_Work instructions_
Lines with "AuthorizedUserToken": pull these out of the listing below.

---

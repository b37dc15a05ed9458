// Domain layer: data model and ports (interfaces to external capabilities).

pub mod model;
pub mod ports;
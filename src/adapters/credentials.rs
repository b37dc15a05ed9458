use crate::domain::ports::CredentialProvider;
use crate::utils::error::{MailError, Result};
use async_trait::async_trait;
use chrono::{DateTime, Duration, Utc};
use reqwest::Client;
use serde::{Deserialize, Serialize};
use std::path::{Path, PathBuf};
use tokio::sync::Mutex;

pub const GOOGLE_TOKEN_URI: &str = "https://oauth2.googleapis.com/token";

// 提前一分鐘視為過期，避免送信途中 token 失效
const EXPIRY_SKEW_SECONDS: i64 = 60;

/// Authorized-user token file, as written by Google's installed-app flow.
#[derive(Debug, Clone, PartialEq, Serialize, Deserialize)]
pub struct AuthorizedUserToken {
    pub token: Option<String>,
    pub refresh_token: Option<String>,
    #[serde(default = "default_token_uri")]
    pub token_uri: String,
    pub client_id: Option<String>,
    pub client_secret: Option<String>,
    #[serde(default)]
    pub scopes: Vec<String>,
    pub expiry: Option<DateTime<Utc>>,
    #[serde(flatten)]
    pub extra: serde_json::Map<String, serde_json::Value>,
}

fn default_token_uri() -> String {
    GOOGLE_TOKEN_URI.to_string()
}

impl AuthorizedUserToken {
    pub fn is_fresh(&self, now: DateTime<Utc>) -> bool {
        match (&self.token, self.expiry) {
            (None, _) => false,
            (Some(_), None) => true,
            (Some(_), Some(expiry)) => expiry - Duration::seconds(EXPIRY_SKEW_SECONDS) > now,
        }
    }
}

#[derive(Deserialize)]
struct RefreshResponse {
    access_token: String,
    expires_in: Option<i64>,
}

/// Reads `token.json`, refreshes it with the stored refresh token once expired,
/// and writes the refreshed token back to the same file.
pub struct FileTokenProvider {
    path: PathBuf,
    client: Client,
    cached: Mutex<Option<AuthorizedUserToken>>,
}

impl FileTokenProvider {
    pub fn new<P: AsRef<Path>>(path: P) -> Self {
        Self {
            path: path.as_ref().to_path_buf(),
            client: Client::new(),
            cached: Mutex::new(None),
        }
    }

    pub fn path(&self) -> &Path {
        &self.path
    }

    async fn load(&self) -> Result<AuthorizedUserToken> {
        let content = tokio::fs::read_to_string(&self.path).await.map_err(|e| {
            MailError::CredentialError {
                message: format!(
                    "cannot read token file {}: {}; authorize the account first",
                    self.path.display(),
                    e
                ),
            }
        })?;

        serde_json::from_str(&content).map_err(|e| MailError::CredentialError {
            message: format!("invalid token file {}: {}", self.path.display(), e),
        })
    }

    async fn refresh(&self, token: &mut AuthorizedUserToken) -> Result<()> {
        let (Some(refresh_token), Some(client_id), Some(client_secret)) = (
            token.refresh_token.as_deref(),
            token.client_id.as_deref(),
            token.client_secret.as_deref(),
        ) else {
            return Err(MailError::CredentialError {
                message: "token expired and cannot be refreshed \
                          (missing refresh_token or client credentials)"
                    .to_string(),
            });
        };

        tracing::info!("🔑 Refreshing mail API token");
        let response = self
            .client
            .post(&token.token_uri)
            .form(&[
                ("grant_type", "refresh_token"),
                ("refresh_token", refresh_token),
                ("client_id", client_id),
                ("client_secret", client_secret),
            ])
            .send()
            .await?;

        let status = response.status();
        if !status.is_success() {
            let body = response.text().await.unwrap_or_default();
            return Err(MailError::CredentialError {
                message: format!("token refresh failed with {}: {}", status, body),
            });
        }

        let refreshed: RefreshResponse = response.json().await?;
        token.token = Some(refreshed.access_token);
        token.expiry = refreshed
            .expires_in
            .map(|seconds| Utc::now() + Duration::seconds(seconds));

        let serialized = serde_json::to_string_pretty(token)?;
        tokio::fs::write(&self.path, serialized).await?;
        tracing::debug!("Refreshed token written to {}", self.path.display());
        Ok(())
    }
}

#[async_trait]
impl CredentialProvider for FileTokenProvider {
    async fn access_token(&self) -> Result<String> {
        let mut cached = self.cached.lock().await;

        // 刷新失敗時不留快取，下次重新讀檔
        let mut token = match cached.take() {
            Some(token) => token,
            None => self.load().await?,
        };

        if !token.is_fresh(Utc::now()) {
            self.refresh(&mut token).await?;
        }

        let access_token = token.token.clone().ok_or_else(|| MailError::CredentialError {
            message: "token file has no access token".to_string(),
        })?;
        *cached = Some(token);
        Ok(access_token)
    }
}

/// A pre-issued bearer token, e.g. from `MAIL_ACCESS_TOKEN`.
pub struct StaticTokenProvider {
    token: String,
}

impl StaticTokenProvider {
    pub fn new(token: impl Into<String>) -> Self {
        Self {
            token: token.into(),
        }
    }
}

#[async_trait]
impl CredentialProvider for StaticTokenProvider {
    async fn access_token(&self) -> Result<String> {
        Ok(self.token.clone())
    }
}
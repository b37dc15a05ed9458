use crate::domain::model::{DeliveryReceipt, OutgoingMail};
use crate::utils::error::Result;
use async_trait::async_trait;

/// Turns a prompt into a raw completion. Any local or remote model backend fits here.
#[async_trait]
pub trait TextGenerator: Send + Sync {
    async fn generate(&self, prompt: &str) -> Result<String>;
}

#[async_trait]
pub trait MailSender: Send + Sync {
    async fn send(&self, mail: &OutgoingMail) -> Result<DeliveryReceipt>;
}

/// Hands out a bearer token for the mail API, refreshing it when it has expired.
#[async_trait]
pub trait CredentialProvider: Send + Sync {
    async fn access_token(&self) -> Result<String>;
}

---

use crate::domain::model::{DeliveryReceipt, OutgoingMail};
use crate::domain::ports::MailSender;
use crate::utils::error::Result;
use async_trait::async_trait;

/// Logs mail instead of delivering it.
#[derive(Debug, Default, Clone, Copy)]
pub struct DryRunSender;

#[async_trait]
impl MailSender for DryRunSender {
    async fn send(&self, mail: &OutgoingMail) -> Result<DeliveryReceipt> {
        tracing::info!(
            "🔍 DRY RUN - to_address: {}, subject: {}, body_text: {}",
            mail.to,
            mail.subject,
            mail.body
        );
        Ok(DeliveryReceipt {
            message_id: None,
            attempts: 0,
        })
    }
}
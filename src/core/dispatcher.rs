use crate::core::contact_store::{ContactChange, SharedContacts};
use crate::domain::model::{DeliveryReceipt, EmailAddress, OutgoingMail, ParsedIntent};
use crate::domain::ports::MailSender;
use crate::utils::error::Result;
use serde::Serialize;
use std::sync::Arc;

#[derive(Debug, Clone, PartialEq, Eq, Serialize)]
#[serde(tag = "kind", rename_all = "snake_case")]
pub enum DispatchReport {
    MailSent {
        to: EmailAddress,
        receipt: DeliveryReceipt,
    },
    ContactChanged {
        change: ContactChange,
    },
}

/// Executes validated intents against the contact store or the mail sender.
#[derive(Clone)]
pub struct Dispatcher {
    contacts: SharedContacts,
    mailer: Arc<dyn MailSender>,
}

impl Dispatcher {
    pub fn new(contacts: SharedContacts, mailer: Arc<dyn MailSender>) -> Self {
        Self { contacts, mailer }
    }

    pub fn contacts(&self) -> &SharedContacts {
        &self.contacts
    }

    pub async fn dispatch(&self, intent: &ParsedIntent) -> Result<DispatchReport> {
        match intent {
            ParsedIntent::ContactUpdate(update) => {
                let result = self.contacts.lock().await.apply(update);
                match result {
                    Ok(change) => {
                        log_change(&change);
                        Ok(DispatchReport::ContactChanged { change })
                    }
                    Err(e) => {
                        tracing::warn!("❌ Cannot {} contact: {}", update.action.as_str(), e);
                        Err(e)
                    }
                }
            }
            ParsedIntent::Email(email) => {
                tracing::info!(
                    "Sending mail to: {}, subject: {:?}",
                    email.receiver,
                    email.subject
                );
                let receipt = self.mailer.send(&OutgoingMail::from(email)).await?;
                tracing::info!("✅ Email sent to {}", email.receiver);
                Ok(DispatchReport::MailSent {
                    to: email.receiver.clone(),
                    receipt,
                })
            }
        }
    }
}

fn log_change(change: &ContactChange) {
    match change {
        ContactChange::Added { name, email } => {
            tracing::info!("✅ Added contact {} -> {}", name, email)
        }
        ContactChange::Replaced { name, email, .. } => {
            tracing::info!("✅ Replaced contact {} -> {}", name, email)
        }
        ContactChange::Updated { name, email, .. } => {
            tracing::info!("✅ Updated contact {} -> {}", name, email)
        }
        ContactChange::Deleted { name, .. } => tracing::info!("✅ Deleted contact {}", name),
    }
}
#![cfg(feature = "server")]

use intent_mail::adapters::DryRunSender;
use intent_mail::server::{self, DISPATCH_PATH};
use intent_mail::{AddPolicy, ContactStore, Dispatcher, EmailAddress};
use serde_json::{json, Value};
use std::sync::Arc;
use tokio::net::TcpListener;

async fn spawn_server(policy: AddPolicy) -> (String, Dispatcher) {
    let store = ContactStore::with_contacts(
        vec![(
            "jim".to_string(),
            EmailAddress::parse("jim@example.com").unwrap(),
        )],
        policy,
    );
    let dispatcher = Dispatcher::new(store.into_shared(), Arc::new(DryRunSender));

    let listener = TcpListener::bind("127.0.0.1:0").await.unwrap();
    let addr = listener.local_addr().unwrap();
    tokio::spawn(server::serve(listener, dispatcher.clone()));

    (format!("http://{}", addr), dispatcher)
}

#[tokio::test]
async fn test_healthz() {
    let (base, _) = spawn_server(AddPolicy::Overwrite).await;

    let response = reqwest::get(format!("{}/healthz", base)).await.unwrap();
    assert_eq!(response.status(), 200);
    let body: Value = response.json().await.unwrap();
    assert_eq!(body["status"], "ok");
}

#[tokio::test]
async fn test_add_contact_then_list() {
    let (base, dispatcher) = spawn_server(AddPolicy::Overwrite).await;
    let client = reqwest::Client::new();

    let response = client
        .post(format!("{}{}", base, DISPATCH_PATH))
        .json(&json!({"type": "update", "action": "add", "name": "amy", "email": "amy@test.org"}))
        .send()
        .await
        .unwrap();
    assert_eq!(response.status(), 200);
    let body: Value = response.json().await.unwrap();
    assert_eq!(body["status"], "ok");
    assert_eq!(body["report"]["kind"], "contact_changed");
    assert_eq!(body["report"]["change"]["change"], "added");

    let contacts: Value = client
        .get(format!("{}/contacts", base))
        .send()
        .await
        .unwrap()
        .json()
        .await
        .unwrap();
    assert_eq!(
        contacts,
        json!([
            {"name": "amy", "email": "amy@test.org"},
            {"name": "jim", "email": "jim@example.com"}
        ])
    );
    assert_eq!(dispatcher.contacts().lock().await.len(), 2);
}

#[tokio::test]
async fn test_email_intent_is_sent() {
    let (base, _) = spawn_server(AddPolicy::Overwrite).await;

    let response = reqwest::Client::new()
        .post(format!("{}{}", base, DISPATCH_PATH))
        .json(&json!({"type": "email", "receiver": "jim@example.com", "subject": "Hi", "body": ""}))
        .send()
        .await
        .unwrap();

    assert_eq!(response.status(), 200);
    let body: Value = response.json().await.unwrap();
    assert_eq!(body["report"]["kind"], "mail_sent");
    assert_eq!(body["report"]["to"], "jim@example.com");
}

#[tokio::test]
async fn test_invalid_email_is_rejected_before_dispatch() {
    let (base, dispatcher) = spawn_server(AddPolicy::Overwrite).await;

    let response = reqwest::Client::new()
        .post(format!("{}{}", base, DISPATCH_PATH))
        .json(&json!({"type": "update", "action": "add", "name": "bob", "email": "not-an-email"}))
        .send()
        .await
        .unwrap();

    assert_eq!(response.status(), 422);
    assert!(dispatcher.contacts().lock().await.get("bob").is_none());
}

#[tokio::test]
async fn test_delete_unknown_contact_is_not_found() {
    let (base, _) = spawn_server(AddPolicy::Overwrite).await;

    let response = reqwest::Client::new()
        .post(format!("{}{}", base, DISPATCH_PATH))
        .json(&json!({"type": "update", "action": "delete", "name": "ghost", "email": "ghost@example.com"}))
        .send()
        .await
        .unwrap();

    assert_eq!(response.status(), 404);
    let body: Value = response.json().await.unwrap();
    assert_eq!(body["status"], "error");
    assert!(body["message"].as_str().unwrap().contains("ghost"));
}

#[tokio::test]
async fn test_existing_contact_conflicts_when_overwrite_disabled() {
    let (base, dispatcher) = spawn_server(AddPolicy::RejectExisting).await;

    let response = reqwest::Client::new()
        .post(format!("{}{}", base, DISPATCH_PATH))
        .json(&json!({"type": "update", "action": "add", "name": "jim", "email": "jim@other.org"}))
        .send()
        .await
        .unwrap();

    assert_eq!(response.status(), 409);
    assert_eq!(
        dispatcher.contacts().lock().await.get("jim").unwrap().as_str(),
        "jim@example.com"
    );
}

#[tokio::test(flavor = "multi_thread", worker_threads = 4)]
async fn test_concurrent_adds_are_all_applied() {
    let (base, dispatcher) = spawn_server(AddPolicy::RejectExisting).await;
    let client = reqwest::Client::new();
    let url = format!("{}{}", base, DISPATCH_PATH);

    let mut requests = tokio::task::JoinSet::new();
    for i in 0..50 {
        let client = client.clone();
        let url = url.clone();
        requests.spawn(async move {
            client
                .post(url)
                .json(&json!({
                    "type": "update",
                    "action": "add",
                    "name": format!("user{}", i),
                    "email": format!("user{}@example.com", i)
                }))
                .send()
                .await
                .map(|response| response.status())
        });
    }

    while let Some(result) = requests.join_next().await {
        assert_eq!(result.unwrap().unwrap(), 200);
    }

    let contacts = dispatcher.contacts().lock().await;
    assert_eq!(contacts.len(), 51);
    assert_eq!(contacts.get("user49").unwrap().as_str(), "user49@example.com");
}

---

_Answer below_
pub struct AuthorizedUserToken {
impl AuthorizedUserToken {
    cached: Mutex<Option<AuthorizedUserToken>>,
    async fn load(&self) -> Result<AuthorizedUserToken> {
    async fn refresh(&self, token: &mut AuthorizedUserToken) -> Result<()> {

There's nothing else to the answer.